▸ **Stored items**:
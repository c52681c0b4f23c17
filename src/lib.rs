#![forbid(unsafe_code)]

//! Pyrolysis yield classification and mass balance.
//!
//! A feedstock and reactor temperature select a yield regime from an ordered
//! rule table; the regime's oil/char/gas split is then scaled by the input
//! mass to give product masses, CO2 avoided and net profit.

pub mod cache;
pub mod config;
pub mod engine;
pub mod error;
pub mod feedstock;
pub mod mass_balance;
pub mod report;
pub mod validation;
pub mod yield_model;

pub use cache::MemoizedYieldModel;
pub use config::{ConfigError, EngineConfig};
pub use engine::PyrolysisEngine;
pub use error::{EconomicsError, SimulationError, TableError};
pub use feedstock::FeedstockCategory;
pub use mass_balance::{compute, EconomicParameters, MassBalanceCalculator, SimulationResult};
pub use report::SimulationReport;
pub use validation::{InputGuard, RawSimulationInput, SimulationInput};
pub use yield_model::{
    classify, RegimeRule, RegimeTable, UpperBound, YieldClassifier, YieldDistribution, YieldModel,
    YieldTables,
};
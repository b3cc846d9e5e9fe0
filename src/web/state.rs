//! Shared state for the dashboard server

use crate::analytics::load_engine;
use crate::cli::DashboardConfig;
use crate::scoring::{ComparisonSettings, ScoreEngine};
use crate::store::FileRatingStore;

/// Everything a handler needs; the store is re-read on every request
pub struct AppState {
    pub store: FileRatingStore,
    pub config: DashboardConfig,
}

impl AppState {
    pub fn new(config: DashboardConfig, store: FileRatingStore) -> Self {
        Self { store, config }
    }

    pub fn comparison_settings(&self) -> ComparisonSettings {
        self.config.scoring.comparison()
    }

    /// Engine for the current rubric; the rubric may change between requests
    pub async fn engine(&self) -> ScoreEngine {
        load_engine(&self.store, self.config.scoring.scale).await
    }
}
mod rubric;
mod types;

pub use rubric::RubricDefinition;
pub use types::*;
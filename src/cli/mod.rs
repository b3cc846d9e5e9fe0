mod args;
mod config;

pub use args::*;
pub use config::{DashboardConfig, DataPaths};
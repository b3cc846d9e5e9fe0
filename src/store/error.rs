use std::path::PathBuf;
use thiserror::Error;

/// Failures reading or writing the rating files
#[derive(Debug, Error)]
pub enum StoreError {
    #[error("{what} not found")]
    NotFound { what: String },

    #[error("malformed data in {path:?}: {source}")]
    MalformedData {
        path: PathBuf,
        #[source]
        source: serde_json::Error,
    },

    #[error("I/O error on {path:?}: {source}")]
    Io {
        path: PathBuf,
        #[source]
        source: std::io::Error,
    },

    #[error("invalid request: {0}")]
    Validation(String),
}

impl StoreError {
    pub fn not_found(what: impl Into<String>) -> Self {
        StoreError::NotFound { what: what.into() }
    }

    /// Map an I/O error, turning a missing file into `NotFound`
    pub fn from_io(path: impl Into<PathBuf>, source: std::io::Error) -> Self {
        let path = path.into();
        if source.kind() == std::io::ErrorKind::NotFound {
            StoreError::NotFound {
                what: path.display().to_string(),
            }
        } else {
            StoreError::Io { path, source }
        }
    }

    pub fn malformed(path: impl Into<PathBuf>, source: serde_json::Error) -> Self {
        StoreError::MalformedData {
            path: path.into(),
            source,
        }
    }

    pub fn is_not_found(&self) -> bool {
        matches!(self, StoreError::NotFound { .. })
    }
}

pub type StoreResult<T> = Result<T, StoreError>;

▸ **Exercise requirements**: All of the entries, from the first line to the last, should be duplicated exactly.

▸ **Solution for this task**:
repository c52681c0b4f23c17
filename src/lib.rs
#![forbid(unsafe_code)]

//! Pyrolysis yield classification and mass balance.
//!
//! A feedstock and reactor temperature select a yield regime from an ordered
//! rule table; the regime's oil/char/gas split is then scaled by the input
//! mass to give product masses, CO2 avoided and net profit.

pub mod cache;
pub mod config;
pub mod engine;
pub mod error;
pub mod feedstock;
pub mod mass_balance;
pub mod report;
pub mod validation;
pub mod yield_model;

pub use cache::MemoizedYieldModel;
pub use config::{ConfigError, EngineConfig};
pub use engine::PyrolysisEngine;
pub use error::{EconomicsError, SimulationError, TableError};
pub use feedstock::FeedstockCategory;
pub use mass_balance::{compute, EconomicParameters, MassBalanceCalculator, SimulationResult};
pub use report::SimulationReport;
pub use validation::{InputGuard, RawSimulationInput, SimulationInput};
pub use yield_model::{
    classify, RegimeRule, RegimeTable, UpperBound, YieldClassifier, YieldDistribution, YieldModel,
    YieldTables,
};
repository b3cc846d9e5e9fe0
filename src/web/state.rs
//! Shared state for the dashboard server

use crate::analytics::load_engine;
use crate::cli::DashboardConfig;
use crate::scoring::{ComparisonSettings, ScoreEngine};
use crate::store::FileRatingStore;

/// Everything a handler needs; the store is re-read on every request
pub struct AppState {
    pub store: FileRatingStore,
    pub config: DashboardConfig,
}

impl AppState {
    pub fn new(config: DashboardConfig, store: FileRatingStore) -> Self {
        Self { store, config }
    }

    pub fn comparison_settings(&self) -> ComparisonSettings {
        self.config.scoring.comparison()
    }

    /// Engine for the current rubric; the rubric may change between requests
    pub async fn engine(&self) -> ScoreEngine {
        load_engine(&self.store, self.config.scoring.scale).await
    }
}
mod rubric;
mod types;

pub use rubric::RubricDefinition;
pub use types::*;
filename src/cli/mod.rs
repository b3cc846d9e5e9fe0
mod args;
mod config;

pub use args::*;
pub use config::{DashboardConfig, DataPaths};
repository b3cc846d9e5e9fe0
filename src/store/error.rs
use std::path::PathBuf;
use thiserror::Error;

/// Failures reading or writing the rating files
#[derive(Debug, Error)]
pub enum StoreError {
    #[error("{what} not found")]
    NotFound { what: String },

    #[error("malformed data in {path:?}: {source}")]
    MalformedData {
        path: PathBuf,
        #[source]
        source: serde_json::Error,
    },

    #[error("I/O error on {path:?}: {source}")]
    Io {
        path: PathBuf,
        #[source]
        source: std::io::Error,
    },

    #[error("invalid request: {0}")]
    Validation(String),
}

impl StoreError {
    pub fn not_found(what: impl Into<String>) -> Self {
        StoreError::NotFound { what: what.into() }
    }

    /// Map an I/O error, turning a missing file into `NotFound`
    pub fn from_io(path: impl Into<PathBuf>, source: std::io::Error) -> Self {
        let path = path.into();
        if source.kind() == std::io::ErrorKind::NotFound {
            StoreError::NotFound {
                what: path.display().to_string(),
            }
        } else {
            StoreError::Io { path, source }
        }
    }

    pub fn malformed(path: impl Into<PathBuf>, source: serde_json::Error) -> Self {
        StoreError::MalformedData {
            path: path.into(),
            source,
        }
    }

    pub fn is_not_found(&self) -> bool {
        matches!(self, StoreError::NotFound { .. })
    }
}

pub type StoreResult<T> = Result<T, StoreError>;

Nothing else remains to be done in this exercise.